Processors suitable for the execution of a computer program may be based, for example, on both general and special purpose microprocessors, and any one or more processors of any kind of digital computer. Generally, a processor will receive instructions and data from a read-only memory or a random access memory or both. Elements of a computer may include a processor for performing operations in accordance with instructions and one or more memory devices for storing instructions and data. Generally, a computer will also include, or be operatively coupled to receive data from or transfer data to, or both, one or more mass storage devices for storing data, e.g., magnetic, magneto-optical disks, or optical disks. However, a computer need not have such devices. Moreover, a computer may be embedded in another device, e.g., a mobile telephone, a Personal Digital Assistant (PDA), a mobile audio or video player, a game player, a Global Positioning System (GPS) receiver, or a portable storage device, e.g., a Universal Serial Bus (USB) flash drive, to name a few. Computer-readable media suitable for storing computer program instructions and data include all forms of non-volatile memory, media and memory devices, including by way of example semiconductor memory devices, e.g., EPROM, EEPROM, and flash memory devices; magnetic disks, e.g., internal hard disks or removable disks; magneto-optical disks; and CD-ROM and DVD-ROM disks. The processor and the memory can be supplemented by, or incorporated in, special purpose logic circuitry.

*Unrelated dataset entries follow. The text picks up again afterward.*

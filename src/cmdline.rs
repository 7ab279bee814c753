//! Windows command-line quoting.
//!
//! Follows the rules `CommandLineToArgvW` uses to split a command line, so
//! that [`escape_arg`] and [`split_command`] round-trip.

/// Quotes `arg` so that it is read back as a single argument.
pub fn escape_arg(arg: &str) -> String {
    if arg.is_empty() {
        return "\"\"".to_string();
    }
    if !arg.contains([' ', '\t', '"']) {
        return arg.to_string();
    }

    let mut out = String::with_capacity(arg.len() + 2);
    out.push('"');
    let mut backslashes = 0;
    for c in arg.chars() {
        match c {
            '\\' => backslashes += 1,
            '"' => {
                out.extend(std::iter::repeat('\\').take(backslashes * 2 + 1));
                out.push('"');
                backslashes = 0;
            }
            _ => {
                out.extend(std::iter::repeat('\\').take(backslashes));
                out.push(c);
                backslashes = 0;
            }
        }
    }
    out.extend(std::iter::repeat('\\').take(backslashes * 2));
    out.push('"');
    out
}

/// Joins arguments into a single command-line string.
pub fn join_args<I, S>(args: I) -> String
where
    I: IntoIterator<Item = S>,
    S: AsRef<str>,
{
    args.into_iter()
        .map(|a| escape_arg(a.as_ref()))
        .collect::<Vec<_>>()
        .join(" ")
}

/// Splits a command line into its program and arguments.
///
/// The program name is taken verbatim up to the closing quote or the first
/// whitespace; backslashes in it are never escapes. Returns `None` for an
/// empty command line.
pub fn split_command(line: &str) -> Option<(String, Vec<String>)> {
    let line = line.trim_start();
    if line.is_empty() {
        return None;
    }

    let (program, rest) = if let Some(quoted) = line.strip_prefix('"') {
        match quoted.find('"') {
            Some(end) => (&quoted[..end], &quoted[end + 1..]),
            None => (quoted, ""),
        }
    } else {
        match line.find([' ', '\t']) {
            Some(end) => (&line[..end], &line[end..]),
            None => (line, ""),
        }
    };

    if program.is_empty() {
        return None;
    }
    Some((program.to_string(), split_args(rest)))
}

fn split_args(line: &str) -> Vec<String> {
    let mut args = Vec::new();
    let mut chars = line.chars().peekable();

    loop {
        while matches!(chars.peek(), Some(' ') | Some('\t')) {
            chars.next();
        }
        if chars.peek().is_none() {
            return args;
        }

        let mut arg = String::new();
        let mut in_quotes = false;
        let mut backslashes = 0usize;
        while let Some(&c) = chars.peek() {
            match c {
                '\\' => {
                    backslashes += 1;
                    chars.next();
                }
                '"' => {
                    arg.extend(std::iter::repeat('\\').take(backslashes / 2));
                    chars.next();
                    if backslashes % 2 == 1 {
                        arg.push('"');
                    } else if in_quotes && chars.peek() == Some(&'"') {
                        // "" inside quotes is a literal quote
                        arg.push('"');
                        chars.next();
                    } else {
                        in_quotes = !in_quotes;
                    }
                    backslashes = 0;
                }
                ' ' | '\t' if !in_quotes => break,
                _ => {
                    arg.extend(std::iter::repeat('\\').take(backslashes));
                    backslashes = 0;
                    arg.push(c);
                    chars.next();
                }
            }
        }
        arg.extend(std::iter::repeat('\\').take(backslashes));
        args.push(arg);
    }
}

#[cfg(test)]
mod tests {
    use super::*;

    #[test]
    fn plain_arguments_are_untouched() {
        assert_eq!(escape_arg("update"), "update");
        assert_eq!(escape_arg("192.168.1.*"), "192.168.1.*");
        assert_eq!(escape_arg(r"C:\Tools\wgtoggle.exe"), r"C:\Tools\wgtoggle.exe");
    }

    #[test]
    fn arguments_with_spaces_or_quotes_are_quoted() {
        assert_eq!(escape_arg(""), "\"\"");
        assert_eq!(escape_arg("Main Office"), "\"Main Office\"");
        assert_eq!(escape_arg("say \"hi\""), r#""say \"hi\"""#);
        assert_eq!(
            escape_arg(r"C:\Program Files\SCJ\"),
            r#""C:\Program Files\SCJ\\""#
        );
    }

    #[test]
    fn join_quotes_each_argument() {
        let line = join_args(["update", "-t", "Main Office", "-g", "192.168.1.*"]);
        assert_eq!(line, "update -t \"Main Office\" -g 192.168.1.*");
    }

    #[test]
    fn split_quoted_program() {
        let (program, args) =
            split_command(r#""C:\Program Files\SCJ\wgtoggle\1.0.0\wgtoggle.exe" uninstall"#)
                .unwrap();
        assert_eq!(program, r"C:\Program Files\SCJ\wgtoggle\1.0.0\wgtoggle.exe");
        assert_eq!(args, vec!["uninstall"]);
    }

    #[test]
    fn split_unquoted_program() {
        let (program, args) = split_command(r"C:\Tools\wgtoggle.exe uninstall  --quiet").unwrap();
        assert_eq!(program, r"C:\Tools\wgtoggle.exe");
        assert_eq!(args, vec!["uninstall", "--quiet"]);
    }

    #[test]
    fn split_empty_is_none() {
        assert!(split_command("").is_none());
        assert!(split_command("   ").is_none());
        assert!(split_command("\"\" uninstall").is_none());
    }

    #[test]
    fn escaped_arguments_split_back() {
        let original = vec![
            "-t".to_string(),
            "Main Office".to_string(),
            "say \"hi\"".to_string(),
            r"C:\Program Files\SCJ\".to_string(),
            String::new(),
        ];
        let line = format!("wgtoggle.exe {}", join_args(&original));
        let (program, args) = split_command(&line).unwrap();
        assert_eq!(program, "wgtoggle.exe");
        assert_eq!(args, original);
    }
}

To provide for interaction with a user, embodiments of the subject matter described in this specification can be implemented on a computer having a display device (e.g., a CRT (cathode ray tube) or LCD (liquid crystal display) monitor) for displaying information to the user and a keyboard and a pointing device (e.g., a mouse or a trackball) by which the user can provide input to the computer. Other kinds of devices may also be used to provide interaction with the user, for example, feedback provided to the user may be any form of sensory feedback, e.g., visual feedback, auditory feedback, or tactile feedback; and input from the user may be received in any form, including acoustic, speech, or tactile input. In addition, the computer may interact with the user by sending and receiving documents to and from the device used by the user, for example, by sending web pages to a web browser on the user's device in response to requests received from the web browser.
Implementations of the subject matter described in this specification can be implemented in a computing system that includes a back-end component (e.g., as a data server), or that includes a middleware component (e.g., an application server), or that includes a front-end component (e.g., a client computer having a graphical user interface or a Web browser through which a user can interact with an implementation of the subject matter described in this specification), or any combination of one or more such back-end, middleware, or front-end components. The components of the system can be interconnected by any form or medium of digital data communication (e.g., a communication network). Examples of communication networks include a local area network ("LAN") and a wide area network ("WAN"), the Internet (e.g., the Internet), and peer-to-peer networks (e.g., ad hoc peer-to-peer networks).
The computing system may include clients and servers. A client and server are generally remote from each other and typically interact through a communication network. The relationship of client and server arises by virtue of computer programs running on the respective computers and having a client-server relationship to each other. In some embodiments, the server sends data, such as an HTML page, to the user device, such as for the purpose of displaying data to and receiving user input from a user interacting with the device as a client. Data generated at the user device, e.g., a result of the user interaction, may be received at the server from the device.
While this specification contains many specific implementation details, these should not be construed as limitations on the scope of any inventions or of what may be claimed, but rather as descriptions of features specific to particular embodiments of particular inventions. Certain features that are described in this specification in the context of separate embodiments can also be implemented in combination in a single embodiment. Conversely, various features that are described in the context of a single embodiment can also be implemented in multiple embodiments separately or in any suitable subcombination. Furthermore, although features may be described above as acting in certain combinations and even initially claimed as such, one or more features from a claimed combination can in some cases be excised from the combination, and the claimed combination may be directed to a subcombination or variation of a subcombination.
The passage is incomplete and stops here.